Brett Smith for redOrbit.com – Your Universe Online

While many tiger conservation efforts focus on the numbers of a population, maintaining the big cats’ genetic diversity is just as important, according to a report published on Thursday in the Journal of Heredity.

“Numbers don’t tell the entire story,” study author Elizabeth Hadly, a professor in environmental biology at Stanford University, said in a recent statement.

According to the study, because the tiger’s decline has taken place so recently – populations have kept a relatively high amount of diversity. Previous research has shown that the greater gene flow there is among tiger communities, the greater genetic diversity is held and the better the odds of species survival become.

Calling the genetic diversity of a population “the basis for adaptation,” the study team used data on previously sequenced mitochondrial fragments from 5 of the 6 existing tiger subspecies to determine the level of population growth necessary to maintain the current levels of diversity.

The scientists discovered that as populations become more segmented; the pools of each tiger subspecies reduce in size along with genetic diversity. This decrease in diversity can result in reduced reproduction rates, swifter spread of disease and additional cardiac defects, among other issues.

The study team also found that for tiger communities to preserve their genetic diversity for the next 150 years, the tiger populations would have to grow to approximately 98,000 individuals if gene flow across species were detained 25 years.
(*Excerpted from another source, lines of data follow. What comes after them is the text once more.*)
//! Local editable buffer and the snapshots taken of it.
//!
//! Every position in this crate (caret, insert/delete offsets) counts
//! Unicode scalar values, never bytes. [`byte_offset`] converts between the
//! two when a `String` has to be mutated.

use serde::{Deserialize, Serialize};

/// Immutable capture of the buffer at one instant.
#[derive(Debug, Clone, Default, PartialEq, Eq, Serialize, Deserialize)]
pub struct BufferSnapshot {
    pub text: String,
    /// Caret offset in chars
    pub caret: usize,
}

impl BufferSnapshot {
    pub fn new(text: impl Into<String>, caret: usize) -> Self {
        Self {
            text: text.into(),
            caret,
        }
    }

    /// Text length in chars.
    pub fn char_len(&self) -> usize {
        self.text.chars().count()
    }
}

/// A local edit reported by the editing surface.
#[derive(Debug, Clone, PartialEq, Eq)]
pub enum EditCommand {
    /// Type one character at the caret
    Insert(char),
    /// Paste or autocomplete a run of characters at the caret
    InsertStr(String),
    /// Remove the character before the caret
    Backspace,
    /// Remove the character after the caret
    DeleteForward,
    /// Move the caret (clamped to the text length)
    MoveCaret(usize),
    /// Replace everything, e.g. select-all and retype
    SetText { text: String, caret: usize },
}

/// The editable buffer a session keeps in sync.
///
/// Implemented by whatever owns the text on screen. [`LocalBuffer`] is the
/// in-memory implementation used by the client session and the tests.
pub trait TextBuffer {
    fn text(&self) -> &str;

    fn caret(&self) -> usize;

    /// Apply a local edit and move the caret accordingly.
    fn apply_edit(&mut self, edit: &EditCommand);

    /// Overwrite the content in place with a remote text.
    ///
    /// The caret keeps its offset, clamped to the new length.
    fn overwrite(&mut self, text: &str);

    fn snapshot(&self) -> BufferSnapshot {
        BufferSnapshot::new(self.text(), self.caret())
    }
}

/// In-memory text buffer with a caret.
#[derive(Debug, Clone, Default, PartialEq, Eq)]
pub struct LocalBuffer {
    text: String,
    caret: usize,
}

impl LocalBuffer {
    pub fn new() -> Self {
        Self::default()
    }

    /// Create a buffer with the caret placed at the end of `text`.
    pub fn with_text(text: impl Into<String>) -> Self {
        let text = text.into();
        let caret = text.chars().count();
        Self { text, caret }
    }

    pub fn char_len(&self) -> usize {
        self.text.chars().count()
    }

    fn insert_at_caret(&mut self, s: &str) {
        let at = byte_offset(&self.text, self.caret);
        self.text.insert_str(at, s);
        self.caret += s.chars().count();
    }

    fn remove_char(&mut self, pos: usize) -> bool {
        if pos >= self.char_len() {
            return false;
        }
        let at = byte_offset(&self.text, pos);
        self.text.remove(at);
        true
    }
}

impl TextBuffer for LocalBuffer {
    fn text(&self) -> &str {
        &self.text
    }

    fn caret(&self) -> usize {
        self.caret
    }

    fn apply_edit(&mut self, edit: &EditCommand) {
        match edit {
            EditCommand::Insert(ch) => {
                let mut tmp = [0u8; 4];
                self.insert_at_caret(ch.encode_utf8(&mut tmp));
            }
            EditCommand::InsertStr(s) => self.insert_at_caret(s),
            EditCommand::Backspace => {
                if self.caret > 0 && self.remove_char(self.caret - 1) {
                    self.caret -= 1;
                }
            }
            EditCommand::DeleteForward => {
                self.remove_char(self.caret);
            }
            EditCommand::MoveCaret(pos) => {
                self.caret = (*pos).min(self.char_len());
            }
            EditCommand::SetText { text, caret } => {
                self.text = text.clone();
                self.caret = (*caret).min(self.char_len());
            }
        }
    }

    fn overwrite(&mut self, text: &str) {
        if self.text != text {
            self.text.clear();
            self.text.push_str(text);
        }
        self.caret = self.caret.min(self.char_len());
    }
}

/// Byte offset of the char at `char_idx`, or `text.len()` past the end.
pub(crate) fn byte_offset(text: &str, char_idx: usize) -> usize {
    text.char_indices()
        .nth(char_idx)
        .map_or(text.len(), |(at, _)| at)
}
In contrast, the population would have to expand to approximately 60,000 if sufficient gene flow were immediately established.

Unfortunately, neither of these scenarios is realistic due to limiting factors such as prey availability, the study team said.

“Since genetic variability is the raw material for future evolution, our results suggest that without interbreeding subpopulations of tigers, the genetic future for tigers is not viable,” said study author Uma Ramakrishnan, a biology researcher at the National Centre for Biological Sciences in Bangalore, India.

The scientists advised concentrating conservation efforts on facilitating wildlife corridors and other means that allow breeding between different tiger populations, which would maintain genetic diversity more efficiently than increasing population sizes. They added that crossbreeding wild and captive tiger subspecies would be another important focus for tiger conservation.

“Every tiger—including those in zoos, which presently outnumber those in the wild—is important as a potential reserve of the genetic diversity of the species,” the study authors wrote in their conclusion. “Research efforts should aim to estimate ongoing gene flow between protected areas, and immediate efforts toward cross-boundary tiger breeding should be considered.”

“This is very much counter to the ideas that many managers and countries have now – that tigers in zoos are almost useless and that interbreeding tigers from multiple countries is akin to genetic pollution,” Hadly said. “In this case, survival of the species matters more than does survival of the exclusive traits of individual populations.”

The study team cited efforts to conserve Florida panthers as an example of the importance in maintaining the genetic diversity of a population. A program introduced a closely-related subspecies to the Florida population and since the introduction the panther population has risen in numbers and exhibited fewer cases of genetic disorders and poor fitness.